It means that one of the major creative roles one can play as a young parent is to be an 'on purpose' bridge-builder, inviter, and circle-maker for your son or daughter.  Regardless of the type, nature or severity of the disability.

It means that you need to be expressing your dreams for him and your family to people who care about you, and eventually, helping your son express his own dreams.

It means finding powerful ways of giving expression to your vision. We happen to like Jack Pearpoint, Marsha Forest and John O'Brien's PATH process, because it's a great planning tool and also a powerful tool for invitation and commitment-building.

It means embedding yourselves in a community that you love, building your lives there, and building his life there. If you move, that circle is broken, at least for while - but you have the capacity to rebuild it. If he moves without you, that circle is shattered, probably forever, because he may not be able to rebuild it alone, and most of the 'residential services' I've seen in 30 years in this business don't have a clue.

It means helping him learn to feel safe, loved, loving and engaged with many people, and helping them feel safe, loved, loving and engaged with him. John McGee's work on Gentle Teaching offers an essential 'pattern language' for thinking about this.  Visit the Gentle Teaching website for a free download of John's latest book.

It means expanding the family circle, inviting more people in, in contrast to focusing on trying to figure out ways for him to survive 'outside'.  You might want to read the article we wrote on 'navigating the boundary with community'.

It means finding the 'sweet places' in his community (your community) where the threads of his interest - his delights, his gifts - can be woven into a fabric of companionship and contribution. You might want to read the article we wrote on 'moving from activity to connection'.

It means staying available to him as a family. This can take many forms as he gets older, including the possibility of figuring out ways to continue to live together with increasing amounts of autonomy in all of your lives.

We have a friend who turned part of their home into a great separate apartment where their daughter lives with caregiver/companions.

Another friend created a small cooperative household in a nearby neighbourhood where her daughter lives with support from a service co-op. 

We have a number of friends who have established 'microboards' for their children (something that we invented in the 80's) and continue to play a major role in directing their supports. Read the articles on housing and microboards.
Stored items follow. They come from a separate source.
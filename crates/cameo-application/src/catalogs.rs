//! Loaded reference data, resolved once at service start.

use std::sync::Arc;

use cameo_core::catalog::preset::{
    default_faq_sheet, default_grocery_catalog, default_storefront_catalog, default_topic_list,
};
use cameo_core::catalog::{FaqSheet, ProductCatalog, TopicList};
use cameo_core::config::RootConfig;
use cameo_infrastructure::catalog_loader::{candidate_paths, resolve_catalog};

/// Every catalog a persona might consult, loaded and shared.
///
/// Loading is total: a missing or malformed file falls back to the
/// built-in dataset, so holding a `CatalogSet` means every persona can
/// open.
#[derive(Clone)]
pub struct CatalogSet {
    pub faq: Arc<FaqSheet>,
    pub groceries: Arc<ProductCatalog>,
    pub storefront: Arc<ProductCatalog>,
    pub topics: Arc<TopicList>,
}

impl CatalogSet {
    pub fn load(config: &RootConfig) -> Self {
        Self {
            faq: Arc::new(resolve_catalog(
                &candidate_paths(config, &config.catalogs.faq),
                default_faq_sheet(),
                "faq",
            )),
            groceries: Arc::new(resolve_catalog(
                &candidate_paths(config, &config.catalogs.groceries),
                default_grocery_catalog(),
                "groceries",
            )),
            storefront: Arc::new(resolve_catalog(
                &candidate_paths(config, &config.catalogs.storefront),
                default_storefront_catalog(),
                "storefront",
            )),
            topics: Arc::new(resolve_catalog(
                &candidate_paths(config, &config.catalogs.topics),
                default_topic_list(),
                "topics",
            )),
        }
    }
}

#[cfg(test)]
mod tests {
    use super::*;
    use std::fs;
    use tempfile::TempDir;

    #[test]
    fn test_load_without_files_uses_builtins() {
        let mut config = RootConfig::default();
        // Point everything at an empty directory so no real file shadows
        // the builtins.
        let dir = TempDir::new().unwrap();
        config.catalog_dir = Some(dir.path().to_path_buf());
        config.data_dir = Some(dir.path().to_path_buf());

        let catalogs = CatalogSet::load(&config);
        assert_eq!(catalogs.faq.company, default_faq_sheet().company);
        assert!(!catalogs.groceries.items.is_empty());
        assert_eq!(catalogs.topics.topics.len(), 3);
    }

    #[test]
    fn test_catalog_dir_file_replaces_builtin() {
        let dir = TempDir::new().unwrap();
        fs::write(
            dir.path().join("topics.json"),
            r#"{"topics": [{"id": "algebra", "title": "Algebra",
                "summary": "Solving for x.", "sample_question": "Solve 2x = 10."}]}"#,
        )
        .unwrap();

        let mut config = RootConfig::default();
        config.catalog_dir = Some(dir.path().to_path_buf());
        config.data_dir = Some(dir.path().to_path_buf());

        let catalogs = CatalogSet::load(&config);
        assert_eq!(catalogs.topics.topics.len(), 1);
        assert!(catalogs.topics.find_by_id("algebra").is_some());
    }
}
One of the things that this means coming to terms with the limitations of the service system. You'll discover that the biggest limitation is that we inevitably end up in competition with other people for diminishing resources (we call this 'competitive misery') - you may be already seeing it in the 'waiting lists'.

It means taking steps towards financial security, sharing your vision, building a network of support, working on alternatives to formal guardianship, etc. One of the very best resources for all of this work is PLAN's book, A Good Life, which can be found at http://www.agoodlife.org

The good news is that you're a young family, and this is a good time to start on these things.  You've got lots of time, and the time to start is now. I can tell you this as an older dad of a child with major challenges.
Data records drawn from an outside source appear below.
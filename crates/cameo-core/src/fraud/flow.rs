//! Caller verification state machine for flagged-transaction review.
//!
//! The stages run strictly forward; the guards live here rather than in
//! prompt text, so a misbehaving driver cannot reach a confirmation
//! without passing verification first.

use strum::Display;

use crate::catalog::{CasePatch, CaseStatus, FraudCase};
use crate::error::{CameoError, Result};

/// Where a review call currently stands.
#[derive(Debug, Clone, Copy, PartialEq, Eq, Display)]
#[strum(serialize_all = "snake_case")]
pub enum VerificationStage {
    /// Nothing loaded; the caller has not been identified.
    Unverified,
    /// A case matched the caller's name.
    CaseLoaded,
    /// The security question has been read out.
    VerificationPending,
    /// The caller answered correctly.
    Verified,
    /// Wrong answer. Terminal; the call ends without case details.
    VerificationFailed,
    /// Caller confirmed the transaction as their own. Terminal.
    ConfirmedSafe,
    /// Caller disowned the transaction. Terminal.
    ConfirmedFraud,
}

impl VerificationStage {
    /// True when no further transition is allowed.
    pub fn is_terminal(&self) -> bool {
        matches!(
            self,
            Self::VerificationFailed | Self::ConfirmedSafe | Self::ConfirmedFraud
        )
    }
}

/// One call's progress through verification.
///
/// Holds the loaded case so later stages can read the question and the
/// transaction without re-querying the repository.
#[derive(Debug, Clone)]
pub struct VerificationFlow {
    stage: VerificationStage,
    case: Option<FraudCase>,
}

impl Default for VerificationFlow {
    fn default() -> Self {
        Self::new()
    }
}

impl VerificationFlow {
    pub fn new() -> Self {
        Self {
            stage: VerificationStage::Unverified,
            case: None,
        }
    }

    pub fn stage(&self) -> VerificationStage {
        self.stage
    }

    /// The loaded case, once one has been loaded.
    pub fn case(&self) -> Option<&FraudCase> {
        self.case.as_ref()
    }

    /// Attaches a case that matched the caller's name.
    ///
    /// Allowed before verification starts; reloading replaces the previous
    /// case (the caller corrected their name). A lookup miss never reaches
    /// this method, so the flow stays `Unverified` on a miss.
    pub fn load_case(&mut self, case: FraudCase) -> Result<&FraudCase> {
        match self.stage {
            VerificationStage::Unverified | VerificationStage::CaseLoaded => {
                let case = self.case.insert(case);
                self.stage = VerificationStage::CaseLoaded;
                Ok(case)
            }
            stage => Err(CameoError::flow(format!(
                "Cannot load a case at stage {stage}."
            ))),
        }
    }

    /// Hands out the security question and arms the challenge.
    pub fn begin_challenge(&mut self) -> Result<&str> {
        match (&self.stage, &self.case) {
            (VerificationStage::CaseLoaded | VerificationStage::VerificationPending, Some(case)) => {
                self.stage = VerificationStage::VerificationPending;
                Ok(&case.security_question)
            }
            (VerificationStage::Unverified, _) => Err(CameoError::flow("No case loaded.")),
            (stage, _) => Err(CameoError::flow(format!(
                "Verification already settled at stage {stage}."
            ))),
        }
    }

    /// Checks the caller's answer. One attempt only.
    ///
    /// A correct answer moves to `Verified`; a wrong one lands on the
    /// terminal `VerificationFailed`. Returns whether the answer matched.
    pub fn submit_answer(&mut self, answer: &str) -> Result<bool> {
        match (&self.stage, &self.case) {
            (
                VerificationStage::CaseLoaded | VerificationStage::VerificationPending,
                Some(case),
            ) => {
                let matched = case.answer_matches(answer);
                self.stage = if matched {
                    VerificationStage::Verified
                } else {
                    VerificationStage::VerificationFailed
                };
                Ok(matched)
            }
            (VerificationStage::Unverified, _) => Err(CameoError::flow("No case loaded.")),
            (stage, _) => Err(CameoError::flow(format!(
                "Verification already settled at stage {stage}."
            ))),
        }
    }

    /// Records the caller's decision about the flagged transaction.
    ///
    /// Requires `Verified`. Returns the patch the repository should
    /// persist; the flow itself moves to the matching terminal stage.
    pub fn confirm(&mut self, status: CaseStatus, note: Option<String>) -> Result<CasePatch> {
        if self.stage != VerificationStage::Verified {
            return Err(match self.stage {
                VerificationStage::Unverified => CameoError::flow("No case loaded."),
                stage => {
                    CameoError::flow(format!("Cannot confirm before verification ({stage})."))
                }
            });
        }
        self.stage = match status {
            CaseStatus::ConfirmedSafe => VerificationStage::ConfirmedSafe,
            CaseStatus::ConfirmedFraud => VerificationStage::ConfirmedFraud,
            other => {
                return Err(CameoError::flow(format!(
                    "A review call can only confirm safe or fraud, not {other:?}."
                )))
            }
        };
        Ok(CasePatch::new(status, note))
    }
}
You have the vision, the love, the commitment, the creativity, the power of definition and the power of invitation. It's true that none of us can do this alone, but it's also true that you have the capacity to invite and engage friends.

What this all comes down to is that the answer to your question is to build the future you want for him, bit by bit. This means finding allies who understand all this, or maybe creating the place where this shared learning starts.

The answer to "Where is the best community?" is that the best community is one that you create.

The answer to "Where can he live?" lies in what you know in your heart - that he needs to live in companionship, with people who are loving, creative, and connected. We can almost never 'find' that - but we can build it. 'Housing' is the last piece of the puzzle.  When I talk about 'building it', I'm not talking about building it for 'the handicapped'.  I'm talking about building it for your son. If what you build is good, it will grow by example, rather than by 'administration'.

Wendell Berry says that in the long run, "[what we need to do is] ...to love each other, trust each other, and help each other. That is hard. All of us know that no community is going to do these things easily or perfectly, and yet we know there is more hope in that difficulty and imperfection than in all the neat instructions for getting big and getting rich that have come out of the universities and ... corporations in the past fifty years."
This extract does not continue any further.